Alles bleibt offen – wie so oft bei Scholz

Die klarste Aussage macht Scholz bei der Frage nach einem Kiew-Besuch. Er empört sich über die Ausladung von Frank-Walter Steinmeier und stellt klar: Die Behandlung des Bundespräsidenten „steht der Sache im Weg.“ Allerdings hat Scholz kein Problem mit dem Besuch von Oppositionsführer Friedrich Merz (CDU/CSU) in Kiew. Merz habe ihn darüber informiert, nach dessen Rückkehr werde man sich austauschen. „Ich billige das.“ Auch so kann man die Merz-Initiative herunterzuspielen versuchen. 

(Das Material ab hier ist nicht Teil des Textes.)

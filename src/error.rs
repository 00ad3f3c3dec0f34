/*
 * Copyright Bret Ambrose. All Rights Reserved.
 * SPDX-License-Identifier: Apache-2.0.
 */

/*!
A module containing the core crate error enumeration, context structures, and conversion
definitions.
 */

use crate::mqtt::PacketType;

use std::error::Error;
use std::fmt;

/// Additional details about a DecodingFailure error variant
#[derive(Debug)]
pub struct DecodingFailureContext {
    source: Box<dyn Error + Send + Sync + 'static>
}

/// Additional details about an EncodingFailure error variant
#[derive(Debug)]
pub struct EncodingFailureContext {
    source: Box<dyn Error + Send + Sync + 'static>
}

/// Additional details about a ProtocolError error variant
#[derive(Debug)]
pub struct ProtocolErrorContext {
    source: Box<dyn Error + Send + Sync + 'static>
}

/// Additional details about an InboundTopicAliasNotValid error variant
#[derive(Debug)]
pub struct InboundTopicAliasNotValidContext {
    source: Box<dyn Error + Send + Sync + 'static>
}

/// Additional details about a PacketValidation error variant
#[derive(Debug)]
pub struct PacketValidationContext {

    /// type of packet that failed validation
    pub packet_type: PacketType,

    source: Box<dyn Error + Send + Sync + 'static>
}

/// Additional details about a ConfigurationFailure error variant
#[derive(Debug)]
pub struct ConfigurationFailureContext {
    source: Box<dyn Error + Send + Sync + 'static>
}

/// Additional details about a PacketIdSpaceExhausted error variant
#[derive(Debug)]
pub struct PacketIdSpaceExhaustedContext {
}

/// Additional details about a PacketIdReleaseFailure error variant
#[derive(Debug)]
pub struct PacketIdReleaseFailureContext {
    source: Box<dyn Error + Send + Sync + 'static>
}

/// Additional details about an InternalStateError error variant
#[derive(Debug)]
pub struct InternalStateErrorContext {
    source: Box<dyn Error + Send + Sync + 'static>
}

/// Basic error type for the entire crate.
#[derive(Debug)]
#[non_exhaustive]
pub enum MqttError {

    /// Error encountered while attempting to decode an MQTT packet.  Covers both malformed
    /// encodings (bad header flags, mismatches between length fields and overall packet
    /// length, etc...) and encodings that are syntactically impossible (a fifth
    /// variable-length-integer continuation byte).  Running out of bytes mid-packet is NOT
    /// an error; codecs signal that condition as an insufficient-data outcome value.
    DecodingFailure(DecodingFailureContext),

    /// Error encountered while attempting to encode an MQTT packet
    EncodingFailure(EncodingFailureContext),

    /// Generic error emitted when a peer's behavior violates the MQTT specification in a way
    /// that cannot be safely ignored or recovered from.  Expected to be connection-fatal.
    ProtocolError(ProtocolErrorContext),

    /// Error emitted when an inbound publish arrives with an unusable topic alias.
    InboundTopicAliasNotValid(InboundTopicAliasNotValidContext),

    /// Error emitted when a packet is submitted whose fields violate the MQTT specification.
    /// Indicates a bug in the caller, not a wire-level condition.
    PacketValidation(PacketValidationContext),

    /// Error emitted when a component is constructed with invalid arguments (for example, a
    /// packet id pool bucket size that is not a power of two).
    ConfigurationFailure(ConfigurationFailureContext),

    /// Error emitted when all 65535 packet identifiers are simultaneously rented.  Recoverable
    /// by the caller backing off new QoS1+/subscribe flows until ids are released.
    PacketIdSpaceExhausted(PacketIdSpaceExhaustedContext),

    /// Error emitted when a packet id is released that is not currently rented (double release,
    /// release of id zero, or release of an id whose bucket was never allocated).  Indicates a
    /// session-state bug and should be treated as fatal to the session.
    PacketIdReleaseFailure(PacketIdReleaseFailureContext),

    /// Error emitted when something happens that should never happen.  Always indicates
    /// a bug in this crate.
    InternalStateError(InternalStateErrorContext),
}

impl MqttError {

    pub(crate) fn new_decoding_failure(source: impl Into<Box<dyn Error + Send + Sync + 'static>>) -> Self {
        MqttError::DecodingFailure(
            DecodingFailureContext {
                source : source.into()
            }
        )
    }

    pub(crate) fn new_encoding_failure(source: impl Into<Box<dyn Error + Send + Sync + 'static>>) -> Self {
        MqttError::EncodingFailure(
            EncodingFailureContext {
                source : source.into()
            }
        )
    }

    pub(crate) fn new_protocol_error(source: impl Into<Box<dyn Error + Send + Sync + 'static>>) -> Self {
        MqttError::ProtocolError(
            ProtocolErrorContext {
                source : source.into()
            }
        )
    }

    pub(crate) fn new_inbound_topic_alias_not_valid(source: impl Into<Box<dyn Error + Send + Sync + 'static>>) -> Self {
        MqttError::InboundTopicAliasNotValid(
            InboundTopicAliasNotValidContext{
                source : source.into()
            }
        )
    }

    pub(crate) fn new_packet_validation(packet_type: PacketType, source: impl Into<Box<dyn Error + Send + Sync + 'static>>) -> Self {
        MqttError::PacketValidation(
            PacketValidationContext {
                packet_type,
                source : source.into()
            }
        )
    }

    pub(crate) fn new_configuration_failure(source: impl Into<Box<dyn Error + Send + Sync + 'static>>) -> Self {
        MqttError::ConfigurationFailure(
            ConfigurationFailureContext {
                source : source.into()
            }
        )
    }

    pub(crate) fn new_packet_id_space_exhausted() -> Self {
        MqttError::PacketIdSpaceExhausted(
            PacketIdSpaceExhaustedContext {
            }
        )
    }

    pub(crate) fn new_packet_id_release_failure(source: impl Into<Box<dyn Error + Send + Sync + 'static>>) -> Self {
        MqttError::PacketIdReleaseFailure(
            PacketIdReleaseFailureContext {
                source : source.into()
            }
        )
    }

    pub(crate) fn new_internal_state_error(source: impl Into<Box<dyn Error + Send + Sync + 'static>>) -> Self {
        MqttError::InternalStateError(
            InternalStateErrorContext {
                source : source.into()
            }
        )
    }
}

impl Error for MqttError {
    fn source(&self) -> Option<&(dyn Error + 'static)> {
        match self {
            MqttError::DecodingFailure(context) => {
                Some(context.source.as_ref())
            }
            MqttError::EncodingFailure(context) => {
                Some(context.source.as_ref())
            }
            MqttError::ProtocolError(context) => {
                Some(context.source.as_ref())
            }
            MqttError::InboundTopicAliasNotValid(context) => {
                Some(context.source.as_ref())
            }
            MqttError::PacketValidation(context) => {
                Some(context.source.as_ref())
            }
            MqttError::ConfigurationFailure(context) => {
                Some(context.source.as_ref())
            }
            MqttError::PacketIdReleaseFailure(context) => {
                Some(context.source.as_ref())
            }
            MqttError::InternalStateError(context) => {
                Some(context.source.as_ref())
            }
            _ => { None }
        }
    }
}

impl fmt::Display for MqttError {
    fn fmt(&self, f: &mut fmt::Formatter<'_>) -> fmt::Result {
        match self {
            MqttError::DecodingFailure(_) => {
                write!(f, "failure encountered while decoding an incoming MQTT packet")
            }
            MqttError::EncodingFailure(_) => {
                write!(f, "failure encountered while encoding an outbound MQTT packet")
            }
            MqttError::ProtocolError(_) => {
                write!(f, "peer behavior disallowed by the mqtt spec")
            }
            MqttError::InboundTopicAliasNotValid(_) => {
                write!(f, "topic alias value on incoming publish is not valid")
            }
            MqttError::PacketValidation(context) => {
                write!(f, "{} contains a property that violates the mqtt spec", context.packet_type)
            }
            MqttError::ConfigurationFailure(_) => {
                write!(f, "component constructed with invalid arguments; source contains further details")
            }
            MqttError::PacketIdSpaceExhausted(_) => {
                write!(f, "all 65535 packet identifiers are currently rented")
            }
            MqttError::PacketIdReleaseFailure(_) => {
                write!(f, "attempt to release a packet identifier that is not rented")
            }
            MqttError::InternalStateError(_) => {
                write!(f, "crate reached an invalid internal state; almost certainly a bug")
            }
        }
    }
}

/// Crate-wide result type for functions that can fail
pub type MqttResult<T> = Result<T, MqttError>;
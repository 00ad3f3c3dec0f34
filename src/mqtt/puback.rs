/*
 * Copyright Bret Ambrose. All Rights Reserved.
 * SPDX-License-Identifier: Apache-2.0.
 */

use crate::decode::utils::*;
use crate::encode::EncodingContext;
use crate::encode::utils::*;
use crate::error::{MqttError, MqttResult};
use crate::logging::*;
use crate::mqtt::*;
use crate::mqtt::utils::*;

use log::*;
use std::fmt;

/// Data model of an [MQTT5 PUBACK](https://docs.oasis-open.org/mqtt/mqtt/v5.0/os/mqtt-v5.0-os.html#_Toc3901121) packet
#[derive(Clone, Debug, Default, Eq, PartialEq)]
pub struct PubackPacket {

    /// Id of the QoS 1 publish this packet is acknowledging
    pub packet_id: u16,

    /// Success indicator or failure reason for the associated PUBLISH packet.
    ///
    /// Always Success on 3.x connections, which have no way to express a failure.
    pub reason_code: PubackReasonCode,

    /// Additional diagnostic information about the result of the PUBLISH attempt.
    ///
    /// MQTT5 only.  Dropped first (after user properties) when the packet must shrink to
    /// fit the connection's maximum packet size.
    pub reason_string: Option<String>,

    /// Set of MQTT5 user properties included with the packet.
    ///
    /// MQTT5 only.  Dropped first when the packet must shrink to fit the connection's
    /// maximum packet size.
    pub user_properties: Option<Vec<UserProperty>>,
}

define_ack_packet_lengths_function!(compute_puback_packet_lengths, PubackPacket, PubackReasonCode::Success);
define_ack_packet_encoding_function!(write_puback_packet, PubackPacket, "Puback", compute_puback_packet_lengths, PUBACK_FIRST_BYTE);

define_ack_packet_decode_properties_function!(decode_puback_properties, PubackPacket, "Puback");
define_ack_packet_decode_function!(decode_puback_packet, Puback, PubackPacket, "Puback", PUBACK_FIRST_BYTE, convert_u8_to_puback_reason_code, decode_puback_properties);

define_ack_packet_display_trait!(PubackPacket, "PubackPacket", puback_reason_code_to_str);
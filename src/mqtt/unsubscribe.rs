/*
 * Copyright Bret Ambrose. All Rights Reserved.
 * SPDX-License-Identifier: Apache-2.0.
 */

use crate::decode::utils::*;
use crate::encode::EncodingContext;
use crate::encode::utils::*;
use crate::error::{MqttError, MqttResult};
use crate::logging::*;
use crate::mqtt::*;
use crate::mqtt::utils::*;

use log::*;
use std::fmt;

/// Data model of an [MQTT5 UNSUBSCRIBE](https://docs.oasis-open.org/mqtt/mqtt/v5.0/os/mqtt-v5.0-os.html#_Toc3901179) packet.
#[derive(Clone, Debug, Default, Eq, PartialEq)]
pub struct UnsubscribePacket {

    /// Packet id associated with this UNSUBSCRIBE.  Must be non-zero.
    pub packet_id: u16,

    /// List of topic filters that the client wishes to unsubscribe from
    pub topic_filters: Vec<String>,

    /// Set of MQTT5 user properties included with the packet.
    ///
    /// MQTT5 only.
    pub user_properties: Option<Vec<UserProperty>>,
}

fn compute_unsubscribe_packet_lengths(packet: &UnsubscribePacket, inclusion: PropertyInclusion) -> MqttResult<(u32, u32)> {
    let mut property_section_length = 0;

    if inclusion == PropertyInclusion::All {
        property_section_length += compute_user_properties_length(&packet.user_properties);
    }

    let mut total_remaining_length : usize = 2 + compute_variable_length_integer_encode_size(property_section_length)? + property_section_length;
    for topic_filter in &packet.topic_filters {
        total_remaining_length += 2 + topic_filter.len();
    }

    Ok((total_remaining_length as u32, property_section_length as u32))
}

pub(crate) fn write_unsubscribe_packet(packet: &UnsubscribePacket, context: &EncodingContext, dest: &mut Vec<u8>) -> MqttResult<usize> {
    let start = dest.len();

    if context.protocol_version != ProtocolVersion::Mqtt5 {
        let mut total_remaining_length : usize = 2;
        for topic_filter in &packet.topic_filters {
            total_remaining_length += 2 + topic_filter.len();
        }

        if !fits_within_maximum_packet_size(total_remaining_length as u32, context.maximum_packet_size)? {
            debug!("UnsubscribePacket Encode - packet does not fit within the maximum packet size");
            return Ok(0);
        }

        dest.push(UNSUBSCRIBE_FIRST_BYTE);
        encode_vli(total_remaining_length as u32, dest)?;
        write_u16(dest, packet.packet_id);

        for topic_filter in &packet.topic_filters {
            write_length_prefixed_string(dest, topic_filter);
        }

        return Ok(dest.len() - start);
    }

    let selection = select_property_inclusion(context.maximum_packet_size, |inclusion| { compute_unsubscribe_packet_lengths(packet, inclusion) })?;
    let Some((inclusion, total_remaining_length, property_section_length)) = selection else {
        debug!("UnsubscribePacket Encode - packet does not fit within the maximum packet size");
        return Ok(0);
    };

    dest.push(UNSUBSCRIBE_FIRST_BYTE);
    encode_vli(total_remaining_length, dest)?;
    write_u16(dest, packet.packet_id);
    encode_vli(property_section_length, dest)?;

    if inclusion == PropertyInclusion::All {
        write_user_properties(dest, &packet.user_properties);
    }

    for topic_filter in &packet.topic_filters {
        write_length_prefixed_string(dest, topic_filter);
    }

    Ok(dest.len() - start)
}

fn decode_unsubscribe_properties(property_bytes: &[u8], packet : &mut UnsubscribePacket) -> MqttResult<()> {
    let mut mutable_property_bytes = property_bytes;

    while !mutable_property_bytes.is_empty() {
        let property_key = mutable_property_bytes[0];
        mutable_property_bytes = &mutable_property_bytes[1..];

        match property_key {
            PROPERTY_KEY_USER_PROPERTY => { mutable_property_bytes = decode_user_property(mutable_property_bytes, &mut packet.user_properties)?; }
            _ => {
                error!("UnsubscribePacket Decode - invalid property type ({})", property_key);
                return Err(MqttError::new_decoding_failure("invalid property type for unsubscribe packet"));
            }
        }
    }

    Ok(())
}

pub(crate) fn decode_unsubscribe_packet(first_byte: u8, packet_body: &[u8], protocol_version: ProtocolVersion) -> MqttResult<Box<MqttPacket>> {
    if first_byte != UNSUBSCRIBE_FIRST_BYTE {
        error!("UnsubscribePacket Decode - invalid first byte");
        return Err(MqttError::new_decoding_failure("invalid first byte for unsubscribe packet"));
    }

    let mut box_packet = Box::new(MqttPacket::Unsubscribe(UnsubscribePacket { ..Default::default() }));

    if let MqttPacket::Unsubscribe(packet) = box_packet.as_mut() {
        let mut mutable_body = packet_body;
        mutable_body = decode_u16(mutable_body, &mut packet.packet_id)?;

        if protocol_version == ProtocolVersion::Mqtt5 {
            let mut properties_length : usize = 0;
            mutable_body = decode_vli_into_mutable(mutable_body, &mut properties_length)?;
            if properties_length > mutable_body.len() {
                error!("UnsubscribePacket Decode - property length exceeds overall packet length");
                return Err(MqttError::new_decoding_failure("property length exceeds overall packet length for unsubscribe packet"));
            }

            let properties_bytes = &mutable_body[..properties_length];
            mutable_body = &mutable_body[properties_length..];

            decode_unsubscribe_properties(properties_bytes, packet)?;
        }

        while !mutable_body.is_empty() {
            let mut topic_filter = String::new();
            mutable_body = decode_length_prefixed_string(mutable_body, &mut topic_filter)?;
            packet.topic_filters.push(topic_filter);
        }

        return Ok(box_packet);
    }

    panic!("UnsubscribePacket Decode - Internal error");
}

impl fmt::Display for UnsubscribePacket {
    fn fmt(&self, f: &mut fmt::Formatter) -> fmt::Result {
        write!(f, "UnsubscribePacket {{")?;
        log_primitive_value!(self.packet_id, f, "packet_id");
        log_user_properties!(self.user_properties, f, "user_properties", value);
        write!(f, " topic_filters: [")?;
        for (i, topic_filter) in self.topic_filters.iter().enumerate() {
            write!(f, " {}: \"{}\"", i, topic_filter)?;
        }
        write!(f, " ] }}")
    }
}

Ebenfalls Klartext redet Scholz zu Altkanzler Gerhard Schröder: „Ich finde es völlig unvertretbar, spätestens seit dem Kriegsbeginn, völlig unmöglich, dass der Altkanzler seinen Aufgaben weiter nachgeht“, kritisiert Scholz Schröders anhaltende Tätigkeit für russische Energieunternehmen. Denn auch nach dem Ausscheiden aus dem Kanzleramt bleibe „eine Verpflichtung, die dem Amt folgt“. So deutlich hat sich Scholz von seinem Partei-„Freund“ noch nie distanziert. Es klingt geradezu bedauernd, wenn er hinzufügt, in einem freien Land „kann der Bundeskanzler seinem Vorgänger keine Befehle geben“.  

Die weitaus spannendere Frage, wie er mit Putin umgehen würde, falls der auf dem G-20-Gipfel im November auftauchen sollte, beantwortet der Kanzler schwammig. „Wir werden bis dahin Entscheidungen treffen müssen, die da etwas mit zu tun haben.“ Noch unverbindlicher geht’s kaum. Frei hakt nach: Würde er sich mit dem Aggressor an einen Tisch setzen? Die Antwort ist typisch Scholz: „Wir werden darüber entscheiden, sobald es so weit ist“, weicht er aus. Was alles offen lässt – wie so oft bei Scholz.